■ Assigned task ■
Go through the listing and copy each line with the string "your".

■ Material shown ■
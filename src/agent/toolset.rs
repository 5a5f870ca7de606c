use clap::ValueEnum;
use serde::{Deserialize, Serialize};
use std::path::PathBuf;
use std::sync::Arc;

use super::driver::{ConversationDriver, DriverSettings};
use crate::client::ModelEndpoint;
use crate::tools::ToolRegistry;
use crate::types::Conversation;

const CHAT_PROMPT: &str = "You are a helpful, friendly and knowledgeable assistant. \
Give accurate information and keep the conversation natural. \
If you do not know something, say so instead of inventing an answer. \
Be concise but informative.";

const WEATHER_PROMPT: &str = "You are a friendly assistant with access to weather information.

Available functions:
- get_current_location: the user's current city and country
- get_weather: current weather for a location
- convert_temperature: converts between celsius and fahrenheit

Chain functions when needed:
1. When the user says \"here\" or \"my location\", call get_current_location first and pass the city to get_weather.
2. When the user wants another unit, get the weather first, then convert the temperature.
3. When comparing places, get the weather for each place before answering.

Never make up weather data; always use the functions.";

const FILES_PROMPT: &str = "You are a code assistant that helps with file operations and coding tasks.

Available functions:
- list_files: lists the entries of a directory
- read_file: reads a text file
- write_file: creates or replaces a file with the given content

Break complex requests into steps. Look at the directory before changing it and \
read a file before modifying it. New code files must be complete, imports included. \
Explain what you did.";

/// Built-in agent profiles selectable from the command line.
#[derive(Debug, Clone, Copy, PartialEq, Eq, Default, ValueEnum, Serialize, Deserialize)]
#[serde(rename_all = "lowercase")]
pub enum Toolset {
    /// Plain chat, no tools.
    Chat,
    /// Mock weather tools with function chaining.
    #[default]
    Weather,
    /// File listing, reading and writing in the working directory.
    Files,
}

impl Toolset {
    pub fn registry(&self, workdir: impl Into<PathBuf>) -> ToolRegistry {
        match self {
            Toolset::Chat => ToolRegistry::new(),
            Toolset::Weather => ToolRegistry::weather(),
            Toolset::Files => ToolRegistry::files(workdir),
        }
    }

    pub fn system_prompt(&self) -> &'static str {
        match self {
            Toolset::Chat => CHAT_PROMPT,
            Toolset::Weather => WEATHER_PROMPT,
            Toolset::Files => FILES_PROMPT,
        }
    }

    pub fn default_temperature(&self) -> Option<f64> {
        match self {
            Toolset::Files => Some(0.2),
            _ => None,
        }
    }

    pub fn default_history_limit(&self) -> Option<usize> {
        match self {
            Toolset::Chat => Some(10),
            _ => None,
        }
    }

    pub fn banner(&self) -> &'static str {
        match self {
            Toolset::Chat => "🤖 Welcome to your Gemini chat agent! Type 'exit' to quit.",
            Toolset::Weather => {
                "🤖 Welcome to your Gemini function chaining agent! Type 'exit' to quit."
            }
            Toolset::Files => {
                "🤖 Welcome to the code agent! Ask me to create files, write code or explore the directory. Type 'exit' to quit."
            }
        }
    }

    /// Driver wired with this profile's tools, prompt and defaults.
    ///
    /// Explicit values in `settings` and `history_limit` win over the profile's.
    pub fn driver(
        &self,
        endpoint: Arc<dyn ModelEndpoint>,
        workdir: impl Into<PathBuf>,
        mut settings: DriverSettings,
        history_limit: Option<usize>,
    ) -> ConversationDriver {
        if settings.instruction.is_none() {
            settings.instruction = Some(self.system_prompt().to_string());
        }
        if settings.temperature.is_none() {
            settings.temperature = self.default_temperature();
        }
        let conversation = match history_limit.or(self.default_history_limit()) {
            Some(max) => Conversation::with_max_turns(max),
            None => Conversation::new(),
        };
        ConversationDriver::new(endpoint, self.registry(workdir))
            .with_settings(settings)
            .with_conversation(conversation)
    }
}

■ Output below ■
            Toolset::Chat => "🤖 Welcome to your Gemini chat agent! Type 'exit' to quit.",
                "🤖 Welcome to your Gemini function chaining agent! Type 'exit' to quit."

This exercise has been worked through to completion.